Pendolare: “Machete al posto del biglietto”. Capotreno mostra cicatrici

di redazione Blitz
Pubblicato il 23 giugno 2018 17:56 | Ultimo aggiornamento: 23 giugno 2018 18:02
Lecco, pendolare: "Ci vorrebbe il machete al posto del biglietto

Il post del pendolare e la risposta del capotreno

LECCO – “A luglio invece del mensile pensavo di acquistare un machete da esibire come documento di viaggio… consigli sul modello più adatto?”. E’ il testo di un post firmato [App di Blitzquotidiano, gratis, clicca qui,-Ladyblitz clicca qui –Cronaca Oggi, App on Google Play], comparso sulla pagina pubblica di Facebook del Comitato pendolari del Meratese (Lecco) dove i viaggiatori sottolineano abitualmente le problematiche delle linee ferroviarie della zona, prima fra tutte la Milano-Lecco-Sondrio-Tirano.

Il post ha subito suscitato commenti e prese di posizione, finché nella discussione è intervenuto Carlo Di Napoli, il capotreno che venne aggredito proprio con un machete da una banda di sudamericani, nel giugno 2015 su un treno tra Rho e Rogoredo, nel Milanese.

Di Napoli ha pubblicato anche un video (visibile cliccando qui) con le immagini delle cicatrici che testimoniano l’aggressione subita. Scrive il capotreno gravemente ferito:

“Ringrazio gli amministratori del gruppo per avermi dato la possibilità di controbattere al post del Sig.

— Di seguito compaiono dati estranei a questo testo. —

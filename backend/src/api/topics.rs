//! Topic API endpoints.

use axum::{
    extract::{rejection::JsonRejection, State},
    Json,
};
use serde_json::Value;

use super::{created, json_body, ok, ApiResult};
use crate::models::Topic;
use crate::validation::validate_new_topic;
use crate::AppState;

/// GET /api/topics - List all topics.
pub async fn list_topics(State(state): State<AppState>) -> ApiResult<Vec<Topic>> {
    let topics = state.repo.list_topics().await?;
    ok("topics", topics)
}

/// POST /api/topics - Create a topic with a new slug.
pub async fn create_topic(
    State(state): State<AppState>,
    body: Result<Json<Value>, JsonRejection>,
) -> ApiResult<Topic> {
    let body = json_body(body)?;
    let request = validate_new_topic(state.repo.as_ref(), &body).await?;
    let topic = state.repo.create_topic(&request).await?;
    tracing::info!(slug = %topic.slug, "Topic created");
    created("topic", topic)
}
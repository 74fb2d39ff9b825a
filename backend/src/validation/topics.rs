//! Topic mutation validators.

use serde_json::Value;

use super::string_field;
use crate::db::{require_absent, ExistenceCheck, Lookup};
use crate::errors::AppError;

/// A validated `POST /api/topics` body.
#[derive(Debug, Clone, PartialEq, Eq)]
pub struct NewTopic {
    pub slug: String,
    pub description: String,
}

impl NewTopic {
    pub fn from_body(body: &Value) -> Result<Self, AppError> {
        match (string_field(body, "slug"), string_field(body, "description")) {
            (Some(slug), Some(description)) => Ok(Self {
                slug: slug.to_string(),
                description: description.to_string(),
            }),
            _ => Err(AppError::bad_request(
                "Please provide both slug and description",
            )),
        }
    }
}

/// Validate a new topic and confirm its slug is not taken.
pub async fn validate_new_topic<C>(checker: &C, body: &Value) -> Result<NewTopic, AppError>
where
    C: ExistenceCheck + ?Sized,
{
    let topic = NewTopic::from_body(body)?;
    require_absent(
        checker,
        Lookup::TopicSlug(&topic.slug),
        AppError::bad_request("slug already exists!"),
    )
    .await?;
    Ok(topic)
}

Marco Forno il quale si chiedeva quale modello di machete conveniva mostrare al personale viaggiante dei treni anziché l’abbonamento. Vede sig. Marco, quelle che le mostro in questo breve video sono le cicatrici che porto dall’aggressione ricevuta appunto con un machete. Si ricordi che dietro una divisa, ogni divisa, c’è un uomo ed una donna in carne ed ossa, con famiglia, amici ed altri cari, e che quello che lei reputa simpatico o ironico ha fatto inorridire non pochi”.

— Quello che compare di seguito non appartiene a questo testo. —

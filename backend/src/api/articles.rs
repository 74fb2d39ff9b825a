//! Article API endpoints.

use std::collections::HashMap;

use axum::{
    extract::{
        rejection::{JsonRejection, QueryRejection},
        Path, Query, State,
    },
    http::StatusCode,
    Json,
};
use serde_json::Value;

use super::{created, json_body, ok, query_params, ApiResult};
use crate::errors::AppError;
use crate::listing::{validate_article_listing, validate_comment_listing};
use crate::models::{Article, ArticleSummary, ArticleWithCount, Comment};
use crate::validation::{
    parse_number, validate_article_delete, validate_article_vote, validate_new_article,
    validate_new_comment,
};
use crate::AppState;

/// GET /api/articles - Filtered, sorted, paginated listing.
pub async fn list_articles(
    State(state): State<AppState>,
    query: Result<Query<HashMap<String, String>>, QueryRejection>,
) -> ApiResult<Vec<ArticleSummary>> {
    let params = query_params(query)?;
    let listing = validate_article_listing(state.repo.as_ref(), &params).await?;
    let articles = state.repo.list_articles(&listing).await?;
    ok("articles", articles)
}

/// POST /api/articles - Create an article.
pub async fn create_article(
    State(state): State<AppState>,
    body: Result<Json<Value>, JsonRejection>,
) -> ApiResult<ArticleWithCount> {
    let body = json_body(body)?;
    let request = validate_new_article(state.repo.as_ref(), &body).await?;
    let article = state.repo.create_article(&request).await?;
    tracing::info!(article_id = article.article.article_id, "Article created");
    created("article", article)
}

/// GET /api/articles/:article_id - Single article with its comment count.
pub async fn get_article(
    State(state): State<AppState>,
    Path(article_id): Path<String>,
) -> ApiResult<ArticleWithCount> {
    let article_id = parse_number("article_id", &article_id)?;

    match state.repo.get_article(article_id).await? {
        Some(article) => ok("article", article),
        None => Err(AppError::not_found("article not found")),
    }
}

/// PATCH /api/articles/:article_id - Apply a vote delta.
pub async fn patch_article(
    State(state): State<AppState>,
    Path(article_id): Path<String>,
    body: Result<Json<Value>, JsonRejection>,
) -> ApiResult<Article> {
    let body = json_body(body)?;
    let (article_id, delta) = validate_article_vote(&article_id, &body)?;

    match state.repo.apply_article_votes(article_id, delta).await? {
        Some(article) => created("article", article),
        None => Err(AppError::not_found("article not found")),
    }
}

/// DELETE /api/articles/:article_id - Delete an article and its comments.
pub async fn delete_article(
    State(state): State<AppState>,
    Path(article_id): Path<String>,
) -> Result<StatusCode, AppError> {
    let article_id = validate_article_delete(state.repo.as_ref(), &article_id).await?;

    if !state.repo.delete_article(article_id).await? {
        // Removed by another request since the existence check.
        return Err(AppError::not_found("no article with this id"));
    }
    tracing::info!(article_id, "Article deleted");
    Ok(StatusCode::NO_CONTENT)
}

/// GET /api/articles/:article_id/comments - Paginated comments for one article.
pub async fn list_article_comments(
    State(state): State<AppState>,
    Path(article_id): Path<String>,
    query: Result<Query<HashMap<String, String>>, QueryRejection>,
) -> ApiResult<Vec<Comment>> {
    let params = query_params(query)?;
    let listing = validate_comment_listing(state.repo.as_ref(), &article_id, &params).await?;
    let comments = state.repo.list_comments(&listing).await?;
    ok("comments", comments)
}

/// POST /api/articles/:article_id/comments - Add a comment.
pub async fn create_article_comment(
    State(state): State<AppState>,
    Path(article_id): Path<String>,
    body: Result<Json<Value>, JsonRejection>,
) -> ApiResult<Comment> {
    let body = json_body(body)?;
    let (article_id, request) = validate_new_comment(state.repo.as_ref(), &article_id, &body).await?;
    let comment = state.repo.create_comment(article_id, &request).await?;
    tracing::info!(article_id, comment_id = comment.comment_id, "Comment created");
    created("comment", comment)
}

“Non parlo di soli ferrovieri perché mi han scritto ed inviato lo screenshot del suo post anche persone che non hanno nulla a che fare col trasporto pubblico. Si ricordi che lo schermo di un telefonino o il monitor di un pc non ci rende anonimi o protegge, quello che si pubblica in un modo o nell’altro esce. In accordo con gli amministratori, i commenti a questo mio post verranno immediatamente bloccati, se riterrà opportuno contattarmi lo potrà fare tranquillamente con messaggio privato”.

A seguito dell’intervento del capotreno, al suo post ha fatto seguito la presa di posizione del gruppo. Francesco Ninno scrive:

“A nome del Comitato dei Pendolari del Meratese esprimo la piena solidarietà a Carlo e prendo la totale distanza dal post del Sig. Forno”.

E ancora, a firma Giorgio Villa:

“Per il comitato Viaggiatori s9 s11, esprimo totale solidarietà a Carlo. Non si scherza con le tragedie altrui”.